#### INFORMATION PROVIDED:
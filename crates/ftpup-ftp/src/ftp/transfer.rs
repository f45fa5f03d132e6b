//! Data-channel management for uploads.
//!
//! Passive modes only:
//! - **PASV**: `227 Entering Passive Mode (h1,h2,h3,h4,p1,p2)`
//! - **EPSV**: `229 Entering Extended Passive Mode (|||port|)`, always
//!   connecting back to the control host
//!
//! Under FTPS (PROT P) the socket is TLS-wrapped before use.

use crate::ftp::error::{FtpError, FtpResult};
use crate::ftp::protocol::FtpCodec;
use crate::ftp::tls;
use regex::Regex;
use std::net::{IpAddr, SocketAddr};
use std::sync::OnceLock;
use tokio::io::AsyncWriteExt;
use tokio::net::TcpStream;
use tokio::time::{timeout, Duration};
use tokio_rustls::client::TlsStream;
use tokio_rustls::TlsConnector;

/// Plain or TLS-wrapped data socket.
pub enum DataStream {
    Plain(TcpStream),
    Tls(Box<TlsStream<TcpStream>>),
}

impl DataStream {
    pub async fn write_all(&mut self, buf: &[u8]) -> FtpResult<()> {
        match self {
            Self::Plain(s) => s.write_all(buf).await?,
            Self::Tls(s) => s.write_all(buf).await?,
        }
        Ok(())
    }

    /// Flush and close our side so the server sees end-of-file.
    pub async fn finish(self) -> FtpResult<()> {
        match self {
            Self::Plain(mut s) => {
                s.flush().await?;
                s.shutdown().await?;
            }
            Self::Tls(mut s) => {
                s.flush().await?;
                s.shutdown().await?;
            }
        }
        Ok(())
    }
}

/// How the data connection is requested.
#[derive(Debug, Clone, Copy, PartialEq, Eq)]
pub enum PassiveMode {
    Pasv,
    Epsv,
}

/// Request a passive data port and connect to it.
pub async fn open_data_channel(
    codec: &mut FtpCodec,
    mode: PassiveMode,
    host: &str,
    tls: Option<&TlsConnector>,
    data_timeout: Duration,
) -> FtpResult<DataStream> {
    let addr = match mode {
        PassiveMode::Pasv => {
            let resp = codec.expect_ok("PASV").await?;
            parse_pasv_response(&resp.text())?.to_string()
        }
        PassiveMode::Epsv => {
            let resp = codec.expect_ok("EPSV").await?;
            let port = parse_epsv_response(&resp.text())?;
            format_host_port(host, port)
        }
    };

    let tcp = timeout(data_timeout, TcpStream::connect(&addr))
        .await
        .map_err(|_| FtpError::data_channel(format!("Data connect to {} timed out", addr)))?
        .map_err(|e| FtpError::data_channel(format!("Data connect to {}: {}", addr, e)))?;

    match tls {
        Some(connector) => {
            let stream = tls::handshake(connector, host, tcp, "Data channel").await?;
            Ok(DataStream::Tls(Box::new(stream)))
        }
        None => Ok(DataStream::Plain(tcp)),
    }
}

fn format_host_port(host: &str, port: u16) -> String {
    if host.contains(':') && !host.starts_with('[') {
        format!("[{}]:{}", host, port)
    } else {
        format!("{}:{}", host, port)
    }
}

/// Parse `(h1,h2,h3,h4,p1,p2)` from a 227 reply.
fn parse_pasv_response(text: &str) -> FtpResult<SocketAddr> {
    static PASV: OnceLock<Regex> = OnceLock::new();
    let re = PASV.get_or_init(|| {
        Regex::new(r"(\d+),\s*(\d+),\s*(\d+),\s*(\d+),\s*(\d+),\s*(\d+)").expect("static regex")
    });
    let caps = re
        .captures(text)
        .ok_or_else(|| FtpError::protocol_error(format!("Cannot parse PASV: {}", text)))?;

    let nums = (1..=6)
        .map(|i| {
            caps[i]
                .parse::<u8>()
                .map_err(|_| FtpError::protocol_error("PASV number out of range"))
        })
        .collect::<Result<Vec<_>, _>>()?;

    let ip = IpAddr::from([nums[0], nums[1], nums[2], nums[3]]);
    let port = u16::from(nums[4]) * 256 + u16::from(nums[5]);
    Ok(SocketAddr::new(ip, port))
}

fn parse_epsv_response(text: &str) -> FtpResult<u16> {
    static EPSV: OnceLock<Regex> = OnceLock::new();
    let re = EPSV.get_or_init(|| Regex::new(r"\|\|\|(\d+)\|").expect("static regex"));
    let caps = re
        .captures(text)
        .ok_or_else(|| FtpError::protocol_error(format!("Cannot parse EPSV: {}", text)))?;
    caps[1]
        .parse::<u16>()
        .map_err(|_| FtpError::protocol_error("EPSV port out of range"))
}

#### WHAT THE EXERCISE ASKS:
When the word "Plain" shows up in a line of the entries, report that line.

#### RESPONSE:
/// Plain or TLS-wrapped data socket.
    Plain(TcpStream),
            Self::Plain(s) => s.write_all(buf).await?,
            Self::Plain(mut s) => {
        None => Ok(DataStream::Plain(tcp)),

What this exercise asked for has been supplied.